--- START ---

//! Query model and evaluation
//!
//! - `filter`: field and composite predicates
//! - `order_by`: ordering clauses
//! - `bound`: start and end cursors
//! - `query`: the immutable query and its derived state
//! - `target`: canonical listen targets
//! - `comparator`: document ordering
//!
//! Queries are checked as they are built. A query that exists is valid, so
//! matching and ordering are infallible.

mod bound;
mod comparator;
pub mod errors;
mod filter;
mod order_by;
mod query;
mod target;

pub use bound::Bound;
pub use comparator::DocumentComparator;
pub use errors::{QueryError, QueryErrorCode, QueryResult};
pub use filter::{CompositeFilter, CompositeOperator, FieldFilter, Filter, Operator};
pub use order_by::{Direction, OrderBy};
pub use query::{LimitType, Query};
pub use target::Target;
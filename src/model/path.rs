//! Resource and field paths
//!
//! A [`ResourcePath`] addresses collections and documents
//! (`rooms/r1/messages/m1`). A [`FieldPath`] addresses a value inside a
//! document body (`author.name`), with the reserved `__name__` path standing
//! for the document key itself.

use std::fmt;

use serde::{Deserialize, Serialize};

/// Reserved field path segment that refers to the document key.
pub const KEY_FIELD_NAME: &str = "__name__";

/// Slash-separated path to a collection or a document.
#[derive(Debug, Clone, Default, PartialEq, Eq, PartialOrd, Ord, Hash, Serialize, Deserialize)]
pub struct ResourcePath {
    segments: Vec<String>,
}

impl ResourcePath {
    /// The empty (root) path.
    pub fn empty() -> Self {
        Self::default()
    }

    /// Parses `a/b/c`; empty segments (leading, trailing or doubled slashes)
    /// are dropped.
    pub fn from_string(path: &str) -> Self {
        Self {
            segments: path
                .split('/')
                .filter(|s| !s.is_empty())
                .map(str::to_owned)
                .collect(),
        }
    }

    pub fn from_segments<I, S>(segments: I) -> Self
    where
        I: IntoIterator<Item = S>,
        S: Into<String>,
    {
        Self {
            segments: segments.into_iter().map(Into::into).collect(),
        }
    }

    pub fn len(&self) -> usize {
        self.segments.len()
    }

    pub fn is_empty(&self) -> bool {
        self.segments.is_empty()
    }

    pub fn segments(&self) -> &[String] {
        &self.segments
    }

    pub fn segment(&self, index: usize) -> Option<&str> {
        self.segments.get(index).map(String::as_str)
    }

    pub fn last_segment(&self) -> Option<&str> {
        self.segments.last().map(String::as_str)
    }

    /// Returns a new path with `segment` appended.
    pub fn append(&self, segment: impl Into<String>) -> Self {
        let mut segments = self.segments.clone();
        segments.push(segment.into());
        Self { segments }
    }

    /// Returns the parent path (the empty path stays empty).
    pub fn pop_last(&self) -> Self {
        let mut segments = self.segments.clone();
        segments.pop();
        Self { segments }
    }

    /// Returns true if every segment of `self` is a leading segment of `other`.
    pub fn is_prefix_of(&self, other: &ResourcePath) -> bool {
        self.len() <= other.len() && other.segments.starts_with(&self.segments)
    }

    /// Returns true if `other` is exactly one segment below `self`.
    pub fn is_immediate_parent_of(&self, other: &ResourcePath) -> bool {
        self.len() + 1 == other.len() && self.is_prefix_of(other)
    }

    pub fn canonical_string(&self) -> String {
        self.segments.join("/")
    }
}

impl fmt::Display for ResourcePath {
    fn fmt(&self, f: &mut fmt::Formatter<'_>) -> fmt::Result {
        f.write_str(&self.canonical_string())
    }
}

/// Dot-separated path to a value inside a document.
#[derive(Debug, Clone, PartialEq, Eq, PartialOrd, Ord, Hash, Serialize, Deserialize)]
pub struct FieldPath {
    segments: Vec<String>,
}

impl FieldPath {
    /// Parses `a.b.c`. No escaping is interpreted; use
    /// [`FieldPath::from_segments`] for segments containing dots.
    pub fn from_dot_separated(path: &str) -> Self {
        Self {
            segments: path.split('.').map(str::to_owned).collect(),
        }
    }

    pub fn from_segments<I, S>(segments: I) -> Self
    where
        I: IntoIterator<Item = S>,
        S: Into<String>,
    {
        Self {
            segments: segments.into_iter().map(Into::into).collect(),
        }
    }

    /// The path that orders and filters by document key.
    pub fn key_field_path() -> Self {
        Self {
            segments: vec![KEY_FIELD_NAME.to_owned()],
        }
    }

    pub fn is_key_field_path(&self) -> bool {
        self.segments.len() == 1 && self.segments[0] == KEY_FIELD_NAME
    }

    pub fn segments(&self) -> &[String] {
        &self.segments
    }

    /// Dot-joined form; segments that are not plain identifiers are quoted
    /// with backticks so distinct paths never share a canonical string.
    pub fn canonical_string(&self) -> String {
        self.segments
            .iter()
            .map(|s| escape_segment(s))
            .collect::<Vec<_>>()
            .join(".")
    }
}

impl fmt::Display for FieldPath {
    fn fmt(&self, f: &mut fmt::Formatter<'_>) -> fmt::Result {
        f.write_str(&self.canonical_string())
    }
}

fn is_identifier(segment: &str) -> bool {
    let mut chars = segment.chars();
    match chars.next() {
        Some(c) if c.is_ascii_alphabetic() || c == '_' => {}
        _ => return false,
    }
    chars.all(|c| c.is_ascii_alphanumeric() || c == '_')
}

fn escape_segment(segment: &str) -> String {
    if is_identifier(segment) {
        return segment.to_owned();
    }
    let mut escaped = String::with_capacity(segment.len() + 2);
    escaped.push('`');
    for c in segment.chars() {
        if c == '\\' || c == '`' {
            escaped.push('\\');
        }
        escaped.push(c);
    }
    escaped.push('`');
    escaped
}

--- END ---
--- START ---

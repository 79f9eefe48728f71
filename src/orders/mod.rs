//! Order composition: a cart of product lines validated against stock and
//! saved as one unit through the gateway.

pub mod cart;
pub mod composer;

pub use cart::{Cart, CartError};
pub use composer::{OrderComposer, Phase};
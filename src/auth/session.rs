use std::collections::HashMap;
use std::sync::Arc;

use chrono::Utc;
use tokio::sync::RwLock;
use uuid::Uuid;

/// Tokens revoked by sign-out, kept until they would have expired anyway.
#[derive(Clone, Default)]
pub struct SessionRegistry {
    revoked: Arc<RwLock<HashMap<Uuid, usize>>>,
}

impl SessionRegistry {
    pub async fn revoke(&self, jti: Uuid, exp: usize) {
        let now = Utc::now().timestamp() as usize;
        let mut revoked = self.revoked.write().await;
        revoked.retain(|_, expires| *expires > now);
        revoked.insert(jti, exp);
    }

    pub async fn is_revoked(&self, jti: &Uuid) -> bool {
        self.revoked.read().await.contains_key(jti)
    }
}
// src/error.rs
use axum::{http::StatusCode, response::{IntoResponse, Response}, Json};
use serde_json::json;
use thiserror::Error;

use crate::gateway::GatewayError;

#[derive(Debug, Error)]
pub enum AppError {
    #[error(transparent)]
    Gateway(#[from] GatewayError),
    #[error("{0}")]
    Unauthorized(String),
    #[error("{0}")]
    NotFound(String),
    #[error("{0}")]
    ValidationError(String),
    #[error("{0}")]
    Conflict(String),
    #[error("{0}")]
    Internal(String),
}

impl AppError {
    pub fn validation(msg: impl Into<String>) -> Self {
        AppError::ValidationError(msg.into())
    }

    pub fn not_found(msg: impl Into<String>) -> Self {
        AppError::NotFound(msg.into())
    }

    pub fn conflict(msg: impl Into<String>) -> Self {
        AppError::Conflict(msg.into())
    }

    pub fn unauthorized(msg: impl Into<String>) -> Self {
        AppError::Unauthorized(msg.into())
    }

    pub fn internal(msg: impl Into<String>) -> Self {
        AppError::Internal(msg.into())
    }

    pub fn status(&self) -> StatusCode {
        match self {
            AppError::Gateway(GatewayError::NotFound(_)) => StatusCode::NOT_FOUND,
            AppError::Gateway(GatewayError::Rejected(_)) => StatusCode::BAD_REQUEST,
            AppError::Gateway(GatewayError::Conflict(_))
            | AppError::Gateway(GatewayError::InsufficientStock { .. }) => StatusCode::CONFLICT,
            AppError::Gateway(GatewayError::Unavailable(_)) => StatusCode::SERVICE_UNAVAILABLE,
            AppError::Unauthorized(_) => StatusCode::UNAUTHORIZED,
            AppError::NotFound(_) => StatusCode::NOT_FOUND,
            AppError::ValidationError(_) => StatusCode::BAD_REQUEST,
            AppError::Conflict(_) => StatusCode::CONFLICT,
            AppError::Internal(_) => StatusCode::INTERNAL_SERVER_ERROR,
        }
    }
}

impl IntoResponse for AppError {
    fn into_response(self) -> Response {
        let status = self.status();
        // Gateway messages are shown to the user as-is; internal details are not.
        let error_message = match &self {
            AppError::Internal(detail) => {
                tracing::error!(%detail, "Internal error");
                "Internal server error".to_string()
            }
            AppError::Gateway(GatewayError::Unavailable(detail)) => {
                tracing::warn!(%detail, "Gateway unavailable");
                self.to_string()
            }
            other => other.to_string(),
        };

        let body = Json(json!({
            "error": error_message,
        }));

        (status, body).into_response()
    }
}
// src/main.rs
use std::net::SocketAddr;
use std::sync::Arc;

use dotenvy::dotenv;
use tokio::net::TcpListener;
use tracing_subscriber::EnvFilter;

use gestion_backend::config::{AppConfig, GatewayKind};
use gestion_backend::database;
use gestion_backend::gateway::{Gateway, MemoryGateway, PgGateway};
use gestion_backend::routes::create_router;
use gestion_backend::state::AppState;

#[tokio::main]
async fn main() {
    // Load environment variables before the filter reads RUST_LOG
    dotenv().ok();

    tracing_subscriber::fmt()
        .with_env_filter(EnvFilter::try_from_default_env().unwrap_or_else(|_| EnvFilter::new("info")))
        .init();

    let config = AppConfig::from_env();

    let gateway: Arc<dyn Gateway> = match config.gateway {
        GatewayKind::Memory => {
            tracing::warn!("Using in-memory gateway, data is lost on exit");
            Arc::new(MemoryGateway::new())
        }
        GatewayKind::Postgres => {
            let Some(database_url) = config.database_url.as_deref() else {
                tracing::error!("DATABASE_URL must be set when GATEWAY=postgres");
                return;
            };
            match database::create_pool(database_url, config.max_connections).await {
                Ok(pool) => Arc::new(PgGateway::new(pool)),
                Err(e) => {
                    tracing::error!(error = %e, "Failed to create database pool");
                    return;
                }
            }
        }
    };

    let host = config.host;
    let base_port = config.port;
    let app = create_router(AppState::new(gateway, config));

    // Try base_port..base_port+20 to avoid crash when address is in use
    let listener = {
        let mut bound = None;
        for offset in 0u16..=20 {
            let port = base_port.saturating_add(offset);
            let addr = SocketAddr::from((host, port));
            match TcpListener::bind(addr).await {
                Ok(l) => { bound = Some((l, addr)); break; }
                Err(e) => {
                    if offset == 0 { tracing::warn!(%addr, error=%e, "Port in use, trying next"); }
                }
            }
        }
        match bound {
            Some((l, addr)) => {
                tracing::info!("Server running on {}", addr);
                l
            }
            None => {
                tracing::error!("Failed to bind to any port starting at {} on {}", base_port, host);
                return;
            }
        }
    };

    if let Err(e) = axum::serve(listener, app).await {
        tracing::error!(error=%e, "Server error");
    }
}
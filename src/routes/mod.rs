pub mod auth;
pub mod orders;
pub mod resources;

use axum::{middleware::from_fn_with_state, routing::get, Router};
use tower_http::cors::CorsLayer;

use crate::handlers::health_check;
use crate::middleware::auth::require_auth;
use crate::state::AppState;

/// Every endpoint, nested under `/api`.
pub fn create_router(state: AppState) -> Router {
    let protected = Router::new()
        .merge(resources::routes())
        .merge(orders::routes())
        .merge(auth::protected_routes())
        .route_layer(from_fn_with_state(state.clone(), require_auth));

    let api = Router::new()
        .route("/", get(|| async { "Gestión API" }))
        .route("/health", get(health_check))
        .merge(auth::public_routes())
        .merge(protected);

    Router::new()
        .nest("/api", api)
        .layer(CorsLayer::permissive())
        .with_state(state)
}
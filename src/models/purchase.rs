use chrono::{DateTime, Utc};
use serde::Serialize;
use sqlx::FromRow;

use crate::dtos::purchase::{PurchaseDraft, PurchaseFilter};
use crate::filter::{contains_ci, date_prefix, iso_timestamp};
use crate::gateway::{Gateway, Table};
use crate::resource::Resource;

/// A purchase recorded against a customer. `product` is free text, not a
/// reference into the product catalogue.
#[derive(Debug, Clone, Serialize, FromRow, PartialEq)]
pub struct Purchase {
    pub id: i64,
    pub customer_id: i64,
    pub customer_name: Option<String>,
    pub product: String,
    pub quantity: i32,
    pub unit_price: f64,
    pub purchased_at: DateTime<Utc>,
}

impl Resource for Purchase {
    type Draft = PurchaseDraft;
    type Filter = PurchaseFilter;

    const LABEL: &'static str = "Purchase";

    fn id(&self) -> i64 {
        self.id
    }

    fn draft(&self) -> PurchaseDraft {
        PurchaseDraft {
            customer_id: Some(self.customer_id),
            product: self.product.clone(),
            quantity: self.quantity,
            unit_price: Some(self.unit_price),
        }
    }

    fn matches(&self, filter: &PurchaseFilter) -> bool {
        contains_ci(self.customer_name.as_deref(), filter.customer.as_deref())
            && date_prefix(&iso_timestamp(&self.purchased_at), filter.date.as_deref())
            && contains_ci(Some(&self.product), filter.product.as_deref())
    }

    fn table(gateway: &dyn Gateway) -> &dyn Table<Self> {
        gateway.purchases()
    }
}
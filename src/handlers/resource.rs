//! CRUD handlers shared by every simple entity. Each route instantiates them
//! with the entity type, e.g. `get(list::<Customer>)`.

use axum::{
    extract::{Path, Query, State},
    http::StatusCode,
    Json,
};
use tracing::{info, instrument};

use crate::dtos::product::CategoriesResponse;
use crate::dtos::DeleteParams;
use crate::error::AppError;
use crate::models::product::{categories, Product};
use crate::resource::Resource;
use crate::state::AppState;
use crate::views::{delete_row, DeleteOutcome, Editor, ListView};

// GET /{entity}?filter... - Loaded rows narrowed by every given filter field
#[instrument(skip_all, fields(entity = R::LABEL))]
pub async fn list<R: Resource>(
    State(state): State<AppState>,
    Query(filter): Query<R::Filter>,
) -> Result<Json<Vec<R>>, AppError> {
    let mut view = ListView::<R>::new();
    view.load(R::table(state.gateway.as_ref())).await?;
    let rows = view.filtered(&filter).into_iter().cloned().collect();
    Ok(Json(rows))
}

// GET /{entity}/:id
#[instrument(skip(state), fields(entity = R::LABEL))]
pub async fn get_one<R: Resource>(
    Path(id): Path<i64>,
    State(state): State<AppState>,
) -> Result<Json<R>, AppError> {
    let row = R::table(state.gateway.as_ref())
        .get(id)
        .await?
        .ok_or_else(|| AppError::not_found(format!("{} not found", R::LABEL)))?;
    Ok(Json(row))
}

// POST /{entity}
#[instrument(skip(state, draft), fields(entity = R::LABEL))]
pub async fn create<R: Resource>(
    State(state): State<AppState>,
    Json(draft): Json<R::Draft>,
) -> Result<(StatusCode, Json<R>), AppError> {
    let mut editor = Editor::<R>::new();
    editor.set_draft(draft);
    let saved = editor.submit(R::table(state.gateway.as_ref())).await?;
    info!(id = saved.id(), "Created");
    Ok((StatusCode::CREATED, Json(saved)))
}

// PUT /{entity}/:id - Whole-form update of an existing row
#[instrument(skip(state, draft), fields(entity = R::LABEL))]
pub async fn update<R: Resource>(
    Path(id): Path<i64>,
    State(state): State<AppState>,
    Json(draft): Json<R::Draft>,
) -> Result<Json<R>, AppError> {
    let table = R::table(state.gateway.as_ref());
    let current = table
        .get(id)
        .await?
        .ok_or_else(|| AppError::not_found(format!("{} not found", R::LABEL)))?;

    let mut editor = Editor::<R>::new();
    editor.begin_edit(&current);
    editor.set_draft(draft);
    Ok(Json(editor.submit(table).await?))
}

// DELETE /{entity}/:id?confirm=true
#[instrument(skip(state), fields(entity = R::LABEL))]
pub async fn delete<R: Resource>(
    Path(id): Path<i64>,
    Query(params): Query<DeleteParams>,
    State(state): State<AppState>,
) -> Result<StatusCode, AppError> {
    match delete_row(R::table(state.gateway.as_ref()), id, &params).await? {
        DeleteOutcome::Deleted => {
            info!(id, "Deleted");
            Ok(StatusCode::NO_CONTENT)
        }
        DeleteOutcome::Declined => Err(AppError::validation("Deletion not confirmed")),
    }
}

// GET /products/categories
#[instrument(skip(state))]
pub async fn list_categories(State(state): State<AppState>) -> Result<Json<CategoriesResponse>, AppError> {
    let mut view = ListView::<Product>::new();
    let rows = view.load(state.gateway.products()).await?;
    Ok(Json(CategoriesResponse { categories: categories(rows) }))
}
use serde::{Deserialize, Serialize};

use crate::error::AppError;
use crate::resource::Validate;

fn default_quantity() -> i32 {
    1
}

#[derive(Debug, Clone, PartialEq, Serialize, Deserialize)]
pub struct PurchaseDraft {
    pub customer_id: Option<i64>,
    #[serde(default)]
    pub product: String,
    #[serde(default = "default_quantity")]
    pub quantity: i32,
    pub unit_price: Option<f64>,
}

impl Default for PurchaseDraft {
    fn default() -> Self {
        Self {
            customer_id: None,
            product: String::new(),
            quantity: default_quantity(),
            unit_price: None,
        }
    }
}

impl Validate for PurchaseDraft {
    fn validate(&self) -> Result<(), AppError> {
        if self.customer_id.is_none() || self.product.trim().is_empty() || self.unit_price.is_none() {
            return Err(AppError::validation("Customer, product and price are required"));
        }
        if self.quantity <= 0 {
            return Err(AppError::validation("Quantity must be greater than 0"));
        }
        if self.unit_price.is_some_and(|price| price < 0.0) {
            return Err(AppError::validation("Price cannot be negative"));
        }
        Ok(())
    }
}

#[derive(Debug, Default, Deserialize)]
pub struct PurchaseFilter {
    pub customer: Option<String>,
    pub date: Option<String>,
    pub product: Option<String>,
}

--- END ---

*WHAT YOU SHOULD DO*. Go through the listing above and pull out each line containing the word "Deleted".

*TASK ANSWER*.
        DeleteOutcome::Deleted => {
            info!(id, "Deleted");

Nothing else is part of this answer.